The final argument was that the material date for the purposes of determining liability for CIL is the date of the Liability Notice served under regulation 65 of the CIL Regs. In this case the date of the notice was 28 May 2019, after the date that authorisation for the s96A non-material change to the planning permission had been given. The Court also rejected this argument and noted:

“It is clear to me that, as provided for in the 2010 Regulations, issue of the Liability Notice is not the event which triggers the obligation to pay CIL. Under the 2010 Regulations the function of the Liability Notice is to identify the liability to CIL that will arise, not liability that has already arisen. It is notable that the information prescribed by regulation 65 as information to be included in a Liability Notice does not include a statement of the date that liability to pay CIL arises.

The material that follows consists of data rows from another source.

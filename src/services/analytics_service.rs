use crate::context::wearable_metrics::{daily_series, mean, round1};
use crate::models::analytics::{
    ActivityTrends, DashboardSummary, HeartTrends, MetricTrend, SleepTrends, TrendDirection, Trends,
};
use crate::models::wearable::{MetricKind, SeriesPoint, WearableSample, WearableSummary};

/// Relative change between the two halves that still counts as stable
pub const TREND_THRESHOLD: f64 = 0.05;

fn series_values(series: &[SeriesPoint]) -> Vec<f64> {
    series.iter().map(|p| p.value).collect()
}

fn other(name: &str) -> MetricKind {
    MetricKind::from_name(name)
}

/// Dashboard headline figures from an already aggregated window.
pub fn dashboard_summary(summary: &WearableSummary, samples: &[WearableSample]) -> DashboardSummary {
    let efficiency = series_values(&daily_series(samples, &other("sleep_efficiency")));
    let calories = series_values(&daily_series(samples, &other("calories")));
    let distance = series_values(&daily_series(samples, &other("distance")));

    DashboardSummary {
        avg_steps: summary.steps.as_ref().map(|s| s.average_per_day),
        avg_sleep_hours: summary.sleep.as_ref().map(|s| s.average_hours_per_night),
        avg_sleep_efficiency: mean(&efficiency).map(round1),
        avg_calories: mean(&calories).map(round1),
        total_distance_km: (!distance.is_empty()).then(|| round1(distance.iter().sum())),
        avg_heart_rate: summary.heart_rate.as_ref().and_then(|h| h.average),
        avg_resting_heart_rate: summary.heart_rate.as_ref().and_then(|h| h.resting_average),
        avg_spo2: summary.spo2.as_ref().map(|s| s.average_percent),
        total_active_minutes: summary.activity.as_ref().map(|a| a.active_minutes_total),
    }
}

/// Compare the first and second half of a daily series.
///
/// With an odd number of points the middle one belongs to the second half.
/// For metrics where lower is better (heart rate) a fall is an improvement.
pub fn compute_trend(metric: &str, series: Vec<SeriesPoint>, lower_is_better: bool) -> MetricTrend {
    let values = series_values(&series);
    if values.len() < 2 {
        return MetricTrend {
            metric: metric.to_string(),
            direction: TrendDirection::InsufficientData,
            first_half_average: None,
            second_half_average: None,
            series,
        };
    }

    let (first, second) = values.split_at(values.len() / 2);
    let first_avg = mean(first).unwrap_or(0.0);
    let second_avg = mean(second).unwrap_or(0.0);

    let change = if first_avg.abs() < f64::EPSILON {
        if second_avg.abs() < f64::EPSILON { 0.0 } else { second_avg.signum() }
    } else {
        (second_avg - first_avg) / first_avg.abs()
    };

    let rising = change > TREND_THRESHOLD;
    let falling = change < -TREND_THRESHOLD;
    let direction = match (rising, falling, lower_is_better) {
        (true, _, false) | (_, true, true) => TrendDirection::Improving,
        (true, _, true) | (_, true, false) => TrendDirection::Declining,
        _ => TrendDirection::Stable,
    };

    MetricTrend {
        metric: metric.to_string(),
        direction,
        first_half_average: Some(round1(first_avg)),
        second_half_average: Some(round1(second_avg)),
        series,
    }
}

/// Daily series and trend labels for every charted metric.
pub fn build_trends(samples: &[WearableSample]) -> Trends {
    let metrics: [(&str, MetricKind, bool); 8] = [
        ("steps", MetricKind::Steps, false),
        ("calories", other("calories"), false),
        ("active_minutes", MetricKind::ActiveMinutes, false),
        ("sleep_hours", MetricKind::Sleep, false),
        ("sleep_efficiency", other("sleep_efficiency"), false),
        ("heart_rate", MetricKind::HeartRate, true),
        ("resting_heart_rate", MetricKind::RestingHeartRate, true),
        ("spo2", MetricKind::SpO2, false),
    ];

    let trends: Vec<MetricTrend> = metrics
        .into_iter()
        .map(|(name, kind, lower_is_better)| {
            compute_trend(name, daily_series(samples, &kind), lower_is_better)
        })
        .collect();

    let values_of = |name: &str| {
        trends
            .iter()
            .find(|t| t.metric == name)
            .map(|t| series_values(&t.series))
            .unwrap_or_default()
    };

    Trends {
        activity: ActivityTrends {
            steps: values_of("steps"),
            calories: values_of("calories"),
            active_minutes: values_of("active_minutes"),
        },
        sleep: SleepTrends {
            sleep_hours: values_of("sleep_hours"),
            efficiency: values_of("sleep_efficiency"),
        },
        heart: HeartTrends {
            heart_rate: values_of("heart_rate"),
            resting_heart_rate: values_of("resting_heart_rate"),
            spo2: values_of("spo2"),
        },
        metrics: trends,
    }
}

Regulation 31 of the 2010 Regulations is the operative provision. By the Assumption of Liability Form completed on 25 April 2017, Oval had assumed liability for payment of CIL. Having assumed liability to pay, the effect of regulation 31 was that when on 15 October 2018, work on the Development commenced Oval became liable to pay CIL in respect of the whole development. As at 15 October 2018, the chargeable development was the development permitted by the March 2016 planning permission. That planning permission was not a phased planning permission. The non-material change to the planning permission, subsequently authorised by the Council in February 2019, months after the commencement of work, did not alter the position.”. [emphasis added]

 

Lesson

The phasing of CIL payments can be very important to the cash flow and viability of a development, especially major developments. If it is intended at any time that a development will be phased then developers and landowners should ensure that such phasing is expressly required within the planning permission and its conditions and s106 obligations. If phasing is to be later introduced into an existing non-phased permission then it is important that such modification is achieved under a section 73 permission if commencement has already occurred. However, section 96A could be used to allow for phasing and phased CIL payments if the development has not already commenced.